● What is being asked: Return the entries below precisely, omitting nothing.

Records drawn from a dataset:
%%

pub(crate) async fn applicant_applications_handler<S, I, F>(
    State(service): Shared<S, I, F>,
    headers: HeaderMap,
    Path(user_id): Path<String>,
) -> Result<Response, BoardError>
where
    S: BoardStore + 'static,
    I: IdentityProvider + 'static,
    F: ResumeStorage + 'static,
{
    let actor = actor(&service, &headers)?;
    let applications = service.applicant_applications(&actor, &UserId(user_id))?;
    Ok(Json(applications).into_response())
}

pub(crate) async fn update_setting_handler<S, I, F>(
    State(service): Shared<S, I, F>,
    headers: HeaderMap,
    Path(key): Path<String>,
    Json(request): Json<SettingChangeRequest>,
) -> Result<Response, BoardError>
where
    S: BoardStore + 'static,
    I: IdentityProvider + 'static,
    F: ResumeStorage + 'static,
{
    let actor = actor(&service, &headers)?;
    let setting = service.update_setting(&actor, &key, request.value)?;
    Ok(Json(setting).into_response())
}

impl BoardError {
    pub fn status_code(&self) -> StatusCode {
        match self {
            Self::Validation(_) => StatusCode::UNPROCESSABLE_ENTITY,
            Self::Authorization(AuthorizationError::Unauthenticated) => StatusCode::UNAUTHORIZED,
            Self::Authorization(_) => StatusCode::FORBIDDEN,
            Self::NotFound { .. } | Self::Repository(RepositoryError::NotFound) => {
                StatusCode::NOT_FOUND
            }
            Self::Repository(RepositoryError::Conflict(_))
            | Self::Identity(IdentityError::EmailTaken(_)) => StatusCode::CONFLICT,
            Self::Identity(IdentityError::InvalidCredentials) => StatusCode::UNAUTHORIZED,
            Self::Repository(RepositoryError::Unavailable(_))
            | Self::Identity(IdentityError::Unavailable(_))
            | Self::Storage(_) => StatusCode::SERVICE_UNAVAILABLE,
            Self::Export(_) => StatusCode::INTERNAL_SERVER_ERROR,
        }
    }
}

impl IntoResponse for BoardError {
    fn into_response(self) -> Response {
        let status = self.status_code();
        let payload = json!({
            "error": self.to_string(),
        });
        (status, Json(payload)).into_response()
    }
}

%%

● Exercise solution:
pub(crate) async fn applicant_applications_handler<S, I, F>(
    State(service): Shared<S, I, F>,
    headers: HeaderMap,
    Path(user_id): Path<String>,
) -> Result<Response, BoardError>
where
    S: BoardStore + 'static,
    I: IdentityProvider + 'static,
    F: ResumeStorage + 'static,
{
    let actor = actor(&service, &headers)?;
    let applications = service.applicant_applications(&actor, &UserId(user_id))?;
    Ok(Json(applications).into_response())
}

pub(crate) async fn update_setting_handler<S, I, F>(
    State(service): Shared<S, I, F>,
    headers: HeaderMap,
    Path(key): Path<String>,
    Json(request): Json<SettingChangeRequest>,
) -> Result<Response, BoardError>
where
    S: BoardStore + 'static,
    I: IdentityProvider + 'static,
    F: ResumeStorage + 'static,
{
    let actor = actor(&service, &headers)?;
    let setting = service.update_setting(&actor, &key, request.value)?;
    Ok(Json(setting).into_response())
}

impl BoardError {
    pub fn status_code(&self) -> StatusCode {
        match self {
            Self::Validation(_) => StatusCode::UNPROCESSABLE_ENTITY,
            Self::Authorization(AuthorizationError::Unauthenticated) => StatusCode::UNAUTHORIZED,
            Self::Authorization(_) => StatusCode::FORBIDDEN,
            Self::NotFound { .. } | Self::Repository(RepositoryError::NotFound) => {
                StatusCode::NOT_FOUND
            }
            Self::Repository(RepositoryError::Conflict(_))
            | Self::Identity(IdentityError::EmailTaken(_)) => StatusCode::CONFLICT,
            Self::Identity(IdentityError::InvalidCredentials) => StatusCode::UNAUTHORIZED,
            Self::Repository(RepositoryError::Unavailable(_))
            | Self::Identity(IdentityError::Unavailable(_))
            | Self::Storage(_) => StatusCode::SERVICE_UNAVAILABLE,
            Self::Export(_) => StatusCode::INTERNAL_SERVER_ERROR,
        }
    }
}

impl IntoResponse for BoardError {
    fn into_response(self) -> Response {
        let status = self.status_code();
        let payload = json!({
            "error": self.to_string(),
        });
        (status, Json(payload)).into_response()
    }
}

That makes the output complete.